Kasus plagiat ini sangat nyata sudah mencoreng dunia pendidikan kita. Lebih-lebih lagi hal ini dilakukan oleh seorang pimpinan Perguruan Tinggi (Rektor) yang seharusnya memberikan ketauladanan. Hal yang lebih miris lagi telah terjadi pertentangan yang tajam antara kesimpulan Kemenristekdikti dan Ombudsman RI. Pimpinan Nasional dalam hal ini Presiden sudah saatnya mengambil alih persoalan ini agar permasalahan ini tidak berlarut-larut terkhusus konflik antar institusi negara akibat penanganan kasus plagiat yang menggunakan standar hukum dan prosedur yang berbeda. Jelas kasus ini telah mengganggu bahkan nyata-nyata menghambat program besar Bapak Jokowi yang dikenal dengan Program Revolusi Mental.  Lebih-lebih lagi Perguruan Tinggi UHO merupakan aset nasional yang menjadi benteng utama yang menjaga nilai-nilai luhur bangsa, menjaga nilai-nilai kejujuran dan menjadi bagian utama dalam membangun karakter bangsa termasuk mengawal kesuksesan program Revolusi Mental.

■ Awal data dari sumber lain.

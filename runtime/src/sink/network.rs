//! Sink shipping buffers over a network channel to a remote partition.

use rill_buffer::{Schema, TupleBuffer};
use rill_network::{ChannelRetryPolicy, NodeLocation, Partition};
use tracing::debug;

use crate::error::RuntimeError;
use crate::worker::WorkerContext;

use super::Sink;

/// Ships the used region of every buffer to the consumer of `partition` on
/// `remote`. Channels are thread local: each worker opens its own on first
/// write and closes it with an end of stream frame during teardown.
pub struct NetworkSink {
    remote: NodeLocation,
    partition: Partition,
    tuple_size: usize,
    policy: ChannelRetryPolicy,
}

impl NetworkSink {
    pub fn new(
        remote: NodeLocation,
        partition: Partition,
        schema: &Schema,
        policy: ChannelRetryPolicy,
    ) -> Self {
        NetworkSink {
            remote,
            partition,
            tuple_size: schema.size_in_bytes(),
            policy,
        }
    }

    pub fn partition(&self) -> Partition {
        self.partition
    }
}

impl Sink for NetworkSink {
    fn write_data(
        &self,
        buffer: &TupleBuffer,
        worker: &mut WorkerContext,
    ) -> Result<(), RuntimeError> {
        let channel = worker.network_channel(&self.remote, self.partition, self.policy)?;
        channel.send_buffer(buffer, self.tuple_size)?;
        Ok(())
    }

    fn on_end_of_stream(&self, worker: &mut WorkerContext) -> Result<(), RuntimeError> {
        debug!(partition = %self.partition, "network sink end of stream");
        worker.close_network_channel(self.partition)?;
        Ok(())
    }
}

Di lain pihak, Kemenristekdikti seharusnya lebih jujur, terbuka dan mau menerima kenyataan serta patut berbangga bahwa pihak di luar Kemenristekdikti dalam hal ini Ombudsman RI telah membantu mengkaji secara faktual dan berbasis legal standing yang jelas bahwa plagiarisme di UHO benar adanya. Kemenristekdikti sudah tidak perlu lagi ragu dan berani bertindak tegas dengan  menjatuhkan sanksi berat bagi pelaku plagiat di UHO sesuai peraturan perundang-undangan yang ada.

Tidak berlebihan bila  kita perlu belajar dan mengambil teladan dari  kasus serupa yang pernah terjadi di UGM, Jogjakarta. Dosen Fakultas Ekonomi dan Bisnis Unversitas Gadjah Mada, Dr.  Anggito Abimanyu mengundurkan diri dari institusi tempatnya mengajar menyusul indikasi plagiat terhadap tulisan Hotbonar Sinaga. Langkah kesatria yang perlu ditiru dari beliau semata-mata demi menjaga marwah dan kredibilitas UGM, termasuk nilai-nilai kejujuran, integritas, dan tanggung jawab akademiknya. Pengunduran diri beliau tersebut terkait dengan artikel opini yang beliau tulis di surat kabar harian Kompas berjudul “Gagasan Asuransi Bencana” pada 10 Februari 2014.Ini kisah teladan pertama.

Kisah teladan lain yang perlu ditiru adalah, sikap dari Menteri Pertahanan Jerman Karl-Theodor zu Guttenberg yang mengundurkan diri setelah beliau  dilaporkan menulis tesis doktor yang sebagian besar adalah hasil contekan pada tahun 2006. Puluhan ribu akademisi Jerman saat itu telah menulis surat kepada Kanselir Angela Merkel dan mengeluhkan tindakan plagiat Guttenberg itu. Kasus plagiat ini telah  membuat beliau dijuluki Baron Cut-and-Paste (Paduka potong dan tempel) dari media Jerman. Kita harap dalam kasus yang terjadi di UHO akan muncul kestaria baru yang dapat menjadi teladan buat para akademisi di UHO khususnya dan di Indonesia pada umumnya. Insyaa Allah. Aamiin!!!